Oh, happy day.
The Playwright's Laboratory (TPL) is presenting a script-in-hand reading of my translation of the Momoko Takeda play, Love—No Filter, at a pop-up festival at the Arcola Theatre in London in May.
Situations like these can serve as an espresso shot of confidence, helping you recognize that you might be doing something right.
I'm honoured, grateful, excited, and blessed that Katherine and the team at TPL handpicked the play for their inaugural festival. Translation can be a lonely pursuit sometimes, often leaving you with a nagging sense of anxiety that your work might not be connecting with its intended audience. Situations like these can serve as an espresso shot of confidence, helping you recognize that you might be doing something right.
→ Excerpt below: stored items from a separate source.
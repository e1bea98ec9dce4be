//! The `seed` management command.
//!
//! Loads a small demo data set into an in-memory record store against the
//! migrated schema, then prints the dashboard numbers. Useful as an
//! end-to-end smoke check of the migration history, record validation,
//! and statistics pipeline without touching the configured data
//! directory.

use serde_json::{json, Map, Value};
use soporte_core::{Settings, SoporteError};
use soporte_migrations::{catalog, MigrationRunner};
use soporte_records::{ListOptions, RecordStore};
use soporte_schema::MemorySchemaStore;
use soporte_stats::{counts_by_subject, top_department, top_technician};

use crate::command::ManagementCommand;

/// Seeds an in-memory store with demo records and prints statistics.
pub struct SeedCommand;

fn object(entries: &[(&str, Value)]) -> Map<String, Value> {
    entries
        .iter()
        .map(|(k, v)| ((*k).to_string(), v.clone()))
        .collect()
}

impl ManagementCommand for SeedCommand {
    fn name(&self) -> &str {
        "seed"
    }

    fn help(&self) -> &str {
        "Load demo records in memory and print statistics"
    }

    fn handle(&self, _matches: &clap::ArgMatches, _settings: &Settings) -> Result<(), SoporteError> {
        let mut runner = MigrationRunner::new();
        catalog::register_all(&mut runner)?;
        let mut schema = MemorySchemaStore::new();
        runner.apply_forward(&mut schema, None)?;

        let mut records = RecordStore::new();
        let tecnicos: Vec<_> = [("Ana Pérez", "tecnico"), ("Luis Soto", "programador")]
            .iter()
            .map(|(nombre, cargo)| {
                records.create(
                    &schema,
                    "tecnicos",
                    object(&[("nombre", json!(nombre)), ("cargo", json!(cargo))]),
                )
            })
            .collect::<Result<_, _>>()?;
        let departamento = records.create(
            &schema,
            "departamentos",
            object(&[("nombre", json!("Informática")), ("maquinas", json!(8))]),
        )?;

        let demo_supports = [
            ("falla de red", 0),
            ("falla de red", 1),
            ("soporte técnico", 0),
        ];
        for (asunto, tecnico_idx) in demo_supports {
            records.create(
                &schema,
                "historial",
                object(&[
                    ("status", json!(true)),
                    ("asunto", json!(asunto)),
                    ("tecnicos_asociados", json!([tecnicos[tecnico_idx].id.clone()])),
                    ("departamento", json!(departamento.id.clone())),
                    ("fecha_soporte", json!("2026-08-01 09:00:00.000Z")),
                ]),
            )?;
        }

        let listed = records.list(
            &schema,
            "historial",
            &ListOptions::new()
                .sort("-created")
                .expand("departamento,tecnicos_asociados"),
        )?;

        println!("Seeded {} support record(s)", listed.len());
        for (asunto, count) in counts_by_subject(&listed) {
            println!("  {asunto}: {count}");
        }
        if let Some(top) = top_technician(&listed) {
            println!("Top técnico: {}", top["nombre"]);
        }
        if let Some(top) = top_department(&listed) {
            println!("Top departamento: {}", top["nombre"]);
        }
        Ok(())
    }
}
Love—No Filter (original title, Ibishinai Ai) was such a creative journey for me, involving a crash course in the lesser-known Hata dialect, flights down to Kochi City to see a performance of the as-yet recorded play, and hours holed up in hotel rooms and various Starbucks' to meet the deadline. And while I had an inkling that this play would resonate due to multiple award-winning Momoko's engaging writing and brilliantly singular view of the world, there is always the fear that it could reside quietly in a neatly bound book without getting to see the light of day.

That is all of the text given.